In the data that follows, find each line containing "lines" and copy it.

----- Data listing -----

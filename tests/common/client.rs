//! Test client for the internal protocol.
//!
//! Writes plain text lines and reads one JSON record per line.

use hatcog_proto::Line;
use std::time::Duration;
use tokio::io::{AsyncBufReadExt, AsyncWriteExt, BufReader, BufWriter};
use tokio::net::TcpStream;
use tokio::net::tcp::{OwnedReadHalf, OwnedWriteHalf};
use tokio::time::timeout;

pub struct TestClient {
    reader: BufReader<OwnedReadHalf>,
    writer: BufWriter<OwnedWriteHalf>,
    /// Nick from the greeting the daemon sends on attach.
    pub nick: String,
}

impl TestClient {
    /// Connect and read the `NICK` greeting.
    pub async fn connect(address: &str) -> anyhow::Result<Self> {
        let stream = TcpStream::connect(address).await?;
        let (read_half, write_half) = stream.into_split();
        let mut client = Self {
            reader: BufReader::new(read_half),
            writer: BufWriter::new(write_half),
            nick: String::new(),
        };

        let greeting = client.recv().await?;
        anyhow::ensure!(greeting.command == "NICK", "expected NICK, got {greeting:?}");
        client.nick = greeting.content;
        Ok(client)
    }

    /// Type one line.
    pub async fn send(&mut self, line: &str) -> anyhow::Result<()> {
        self.writer.write_all(line.as_bytes()).await?;
        self.writer.write_all(b"\n").await?;
        self.writer.flush().await?;
        Ok(())
    }

    pub async fn recv(&mut self) -> anyhow::Result<Line> {
        self.recv_timeout(Duration::from_secs(5)).await
    }

    pub async fn recv_timeout(&mut self, dur: Duration) -> anyhow::Result<Line> {
        let mut line = String::new();
        let read = timeout(dur, self.reader.read_line(&mut line)).await??;
        if read == 0 {
            anyhow::bail!("daemon closed the connection");
        }
        Ok(Line::from_json(line.as_bytes())?)
    }

    /// Receive lines until `predicate` matches one; returns them all.
    pub async fn recv_until<F>(&mut self, mut predicate: F) -> anyhow::Result<Vec<Line>>
    where
        F: FnMut(&Line) -> bool,
    {
        let mut lines = Vec::new();
        loop {
            let line = self.recv().await?;
            let done = predicate(&line);
            lines.push(line);
            if done {
                return Ok(lines);
            }
        }
    }
}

-----

Your response >>
//! Writes plain text lines and reads one JSON record per line.
    /// Receive lines until `predicate` matches one; returns them all.
        let mut lines = Vec::new();
            lines.push(line);
                return Ok(lines);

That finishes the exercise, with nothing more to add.